The high fashion brands on the market are probably producing their shirts for half (maybe even a third) of what your costs are. That's not because your shirts are better quality. It's because you are paying premium costs due to low volume. Their superior quality is dirt cheap to produce based on their huge volume which is supported by their major distribution channels.

It is a common misconception to automatically associate high costs with high quality and high prices. Costs are very often determined by volume. And retail prices are determined by supply, demand and most importantly, the market power of the retailer. So don't make the mistake of believing your prices should be determined by your costs, because your costs may be artificially inflated based on low volume.


----------



## ISHUES Clothing (Apr 26, 2011)

EDIT: you know, i just realized that you did address the initial question in an earlier reply. Thanks again!

Thank you for taking the time to answer my questions and respond thoughtfully. I really am grateful for people like you who have an amazing wealth of knowledge in the field and on top of that, like to help others!

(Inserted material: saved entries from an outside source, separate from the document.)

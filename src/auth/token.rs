use std::time::{SystemTime, UNIX_EPOCH};

use serde::{Deserialize, Serialize};

#[derive(Debug, Clone, Serialize, Deserialize)]
pub struct TokenSet {
    pub access_token: String,
    pub refresh_token: Option<String>,
    pub id_token: Option<String>,
    pub expires_at_unix: Option<u64>,
    pub refresh_expires_at_unix: Option<u64>,
    pub scope: Option<String>,
}

impl TokenSet {
    /// Whether the access token stays valid for at least `min_validity_secs`.
    /// Tokens without a known expiry are treated as needing a refresh.
    pub fn is_valid_for(&self, min_validity_secs: u64, now: SystemTime) -> bool {
        let Some(expires_at) = self.expires_at_unix else {
            return false;
        };

        let Ok(duration) = now.duration_since(UNIX_EPOCH) else {
            return false;
        };

        duration.as_secs().saturating_add(min_validity_secs) < expires_at
    }
}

So, to summarize what I think you're saying is that we should spend what we think is a fair price for our costs, which is not too high, but not to sacrifice too much quality by doing so. Then, as we wholesale, take less profit for ourselves, thus allowing the retailer to choose the price based solely on what people are willing to spend. And we really can't know what that number is until we're in stores. For example, spend 6-7$ to make each shirt, sell it wholesale for 9-10, and let them price it how they think it will sell, be it anywhere from 12-40. 

I think we can live with that for the time being as I still see wholesale as almost free money, making us just a middle man. Really the only way to start is slow and steady.

But I still kind of have my original question of how many to buy if any to start as we have all the manufacturers and printer lined up... or does the buying come after we have buyer interest, and our making of the shirts are based off of that interest/order?


----------



## michellefanfan (Oct 26, 2009)

ISHUES Clothing said:


> We are a streetwear company, and we decided for our launch, 4 designs (all very different) would be a good starting point. We want to get to the status of WeSC or OBEY, possibly BBC Ice Cream or Bape (what it used to be) and we want to sell mainly online, and have some local retailers carry us.
> 
> We have printed a sample for ourselves, just to test the designs and logo, and there was an amazing response. But, now that we are severely upping the quality, and adding a print to the inside, as well as a woven label to the exterior of each shirt, our price has skyrocketed to about 12$ per shirt for the quality we want with the extras we want.
> 
> The question I have now is how many to get? We have the four designs, but need guidance on the sizes, white to black ratio of the base shirts, and how many small retailers usually buy for their stock. Anyone have experience in something similar to this?


Hi,

First of all, i am not sharing the experiences of mine but one of my friends. 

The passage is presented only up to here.